Les pauvres hors du droit

Intervention à une rencontre organisée sur le Rapport « Grande pauvreté et précarité économique et sociale » du Conseil Economique et Social, par la Ligue des Droits de l’Homme, à Paris, le 16 juin 1987

Je suis particulièrement heureux de m’adresser à vous tous ce soir, qui êtes membres de la plus ancienne association de défense des Droits de l’Homme en France. Née au coeur de l’affaire Dreyfus, la Ligue n’a pas cessé de lutter pour le respect des droits fondamentaux et pour la justice, en France et dans le monde. Nous savons qu’elle veut être toujours plus le porte-parole de ceux qui sont sans voix. L’attention que vous portez aujourd’hui à la grande pauvreté révèle votre conviction qu’elle constitue une forme de défi des Droits de l’Homme, dont la cessation regarde votre Organisation.    En effet, de l’opinion de beaucoup, au cours des années 1990, la grande pauvreté va s’étendre à travers le monde. Elle risque de s’étendre pour plusieurs raisons : à cause de l’extension du chômage dans nos pays, que personne n’arrive à maîtriser, à cause du recul général du niveau de scolarisation des masses et la baisse du niveau d’instruction des plus pauvres, à cause de l’afflux des populations rurales dans les métropoles, que les Gouvernements n’arrivent plus à endiguer, à cause de la dislocation des valeurs et des solidarités : familiales, sociales, villageoises, qui permettaient aux populations les plus pauvres de faire front à l’adversité.    Cette extension de la pauvreté met en danger les Droits de l’Homme pour les plus pauvres, parce que à leur égard nous risquons d’en rester toujours à l’assistance, d’y revenir sans cesse. Au nom des droits fondamentaux, il nous faut libérer progressivement les plus pauvres de cette état de dépendance, au cours des années qui viennent. Et affirmer que la grande pauvreté constitue un déni des Droits de l’Homme, c’est lutter pour que l’humanité se donne les moyens d’y répondre par de véritables politiques qui assurent à tous leur application.

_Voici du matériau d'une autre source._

//! In-memory filesystem.

use super::{
    compile_pattern, path, FileStat, FileSystem, FileType, FsError, FsEvent, FsEventKind,
    WatchGuard, WatchStream,
};
use async_trait::async_trait;
use std::collections::{BTreeMap, BTreeSet};
use std::sync::{Arc, Mutex, MutexGuard, PoisonError};
use tokio::sync::mpsc;

/// In-memory [`FileSystem`].
///
/// Modification times come from a logical clock that advances on every
/// write, so two writes always produce strictly increasing mtimes. Parent
/// directories are implied by file paths.
#[derive(Debug, Clone, Default)]
pub struct MemoryFs {
    inner: Arc<Mutex<Inner>>,
}

#[derive(Debug, Default)]
struct Inner {
    files: BTreeMap<String, Entry>,
    dirs: BTreeSet<String>,
    clock: u64,
    watchers: Vec<Subscriber>,
    next_watch_id: u64,
    write_log: Vec<String>,
}

#[derive(Debug)]
struct Entry {
    bytes: Vec<u8>,
    mtime: u64,
}

#[derive(Debug)]
struct Subscriber {
    id: u64,
    pattern: glob::Pattern,
    tx: mpsc::UnboundedSender<FsEvent>,
}

impl Inner {
    fn tick(&mut self) -> u64 {
        self.clock += 1;
        self.clock
    }

    fn is_dir(&self, path: &str) -> bool {
        if path == path::ROOT || self.dirs.contains(path) {
            return true;
        }
        let prefix = format!("{path}/");
        self.files
            .range(prefix.clone()..)
            .next()
            .is_some_and(|(k, _)| k.starts_with(&prefix))
    }

    fn notify(&mut self, path: &str, kind: FsEventKind) {
        let rel = path.trim_start_matches('/');
        self.watchers.retain(|sub| {
            if !sub.pattern.matches(rel) {
                return !sub.tx.is_closed();
            }
            sub.tx.send(FsEvent::new(path, kind)).is_ok()
        });
    }

    fn put(&mut self, path: &str, bytes: Vec<u8>) -> Result<(), FsError> {
        if self.is_dir(path) {
            return Err(FsError::IsDirectory(path.to_string()));
        }
        let mtime = self.tick();
        let existed = self
            .files
            .insert(path.to_string(), Entry { bytes, mtime })
            .is_some();
        self.notify(
            path,
            if existed {
                FsEventKind::Changed
            } else {
                FsEventKind::Created
            },
        );
        Ok(())
    }
}

fn lock(inner: &Mutex<Inner>) -> MutexGuard<'_, Inner> {
    inner.lock().unwrap_or_else(PoisonError::into_inner)
}

impl MemoryFs {
    /// Create an empty filesystem.
    #[must_use]
    pub fn new() -> Self {
        Self::default()
    }

    /// Builder: add a text file.
    #[must_use]
    pub fn with_file(self, path: &str, contents: &str) -> Self {
        self.insert(path, contents);
        self
    }

    /// Builder: add an empty directory.
    #[must_use]
    pub fn with_dir(self, path: &str) -> Self {
        self.mkdir(path);
        self
    }

    /// Create or replace a file. Emits a watch event; not recorded in the
    /// write log.
    pub fn insert(&self, path: &str, contents: impl AsRef<[u8]>) {
        let path = path::normalize(path);
        let mut inner = lock(&self.inner);
        if let Err(e) = inner.put(&path, contents.as_ref().to_vec()) {
            tracing::warn!(path = %path, error = %e, "Ignoring insert over directory");
        }
    }

    /// Create an empty directory.
    pub fn mkdir(&self, path: &str) {
        let path = path::normalize(path);
        lock(&self.inner).dirs.insert(path);
    }

    /// Advance a file's mtime without changing its contents.
    pub fn touch(&self, path: &str) {
        let path = path::normalize(path);
        let mut inner = lock(&self.inner);
        let mtime = inner.tick();
        if let Some(entry) = inner.files.get_mut(&path) {
            entry.mtime = mtime;
            inner.notify(&path, FsEventKind::Changed);
        }
    }

    /// Remove a file. Returns whether it existed.
    pub fn remove(&self, path: &str) -> bool {
        let path = path::normalize(path);
        let mut inner = lock(&self.inner);
        let existed = inner.files.remove(&path).is_some();
        if existed {
            inner.notify(&path, FsEventKind::Deleted);
        }
        existed
    }

    /// Current contents of a file, decoded lossily.
    #[must_use]
    pub fn text(&self, path: &str) -> Option<String> {
        let path = path::normalize(path);
        lock(&self.inner)
            .files
            .get(&path)
            .map(|e| String::from_utf8_lossy(&e.bytes).into_owned())
    }

    /// Paths written through [`FileSystem::write_file`], in order.
    #[must_use]
    pub fn writes(&self) -> Vec<String> {
        lock(&self.inner).write_log.clone()
    }

    /// Number of live watch subscriptions.
    #[must_use]
    pub fn watcher_count(&self) -> usize {
        lock(&self.inner)
            .watchers
            .iter()
            .filter(|s| !s.tx.is_closed())
            .count()
    }
}

struct MemoryWatchGuard {
    inner: Arc<Mutex<Inner>>,
    id: u64,
}

impl WatchGuard for MemoryWatchGuard {
    fn dispose(&mut self) {
        lock(&self.inner).watchers.retain(|s| s.id != self.id);
    }
}

#[async_trait]
impl FileSystem for MemoryFs {
    async fn stat(&self, path: &str) -> Result<FileStat, FsError> {
        let path = path::normalize(path);
        let inner = lock(&self.inner);
        if let Some(entry) = inner.files.get(&path) {
            return Ok(FileStat {
                file_type: FileType::File,
                mtime: entry.mtime,
                size: entry.bytes.len() as u64,
            });
        }
        if inner.is_dir(&path) {
            return Ok(FileStat {
                file_type: FileType::Directory,
                mtime: 0,
                size: 0,
            });
        }
        Err(FsError::NotFound(path))
    }

    async fn read_file(&self, path: &str) -> Result<Vec<u8>, FsError> {
        let path = path::normalize(path);
        let inner = lock(&self.inner);
        match inner.files.get(&path) {
            Some(entry) => Ok(entry.bytes.clone()),
            None if inner.is_dir(&path) => Err(FsError::IsDirectory(path)),
            None => Err(FsError::NotFound(path)),
        }
    }

    async fn write_file(&self, path: &str, contents: &[u8]) -> Result<(), FsError> {
        let path = path::normalize(path);
        let mut inner = lock(&self.inner);
        inner.put(&path, contents.to_vec())?;
        inner.write_log.push(path);
        Ok(())
    }

    fn create_watch(&self, pattern: &str) -> Result<WatchStream, FsError> {
        let compiled = compile_pattern(pattern)?;
        let (tx, rx) = mpsc::unbounded_channel();
        let mut inner = lock(&self.inner);
        inner.next_watch_id += 1;
        let id = inner.next_watch_id;
        inner.watchers.push(Subscriber {
            id,
            pattern: compiled,
            tx,
        });
        Ok(WatchStream::new(
            rx,
            Box::new(MemoryWatchGuard {
                inner: Arc::clone(&self.inner),
                id,
            }),
        ))
    }
}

Une organisation comme la vôtre doit exiger que l’établissement des Droits de l’Homme soit irréversible pour tous les citoyens.    C’est dans cette perspective que je voudrais vous présenter le rapport « Grande pauvreté et précarité économique et sociale », du Conseil Economique et Social. Vous aviez accepté d’être associés à son élaboration et votre invitation de ce soir témoigne de votre volonté de le prendre en compte dans votre réflexion et dans votre action.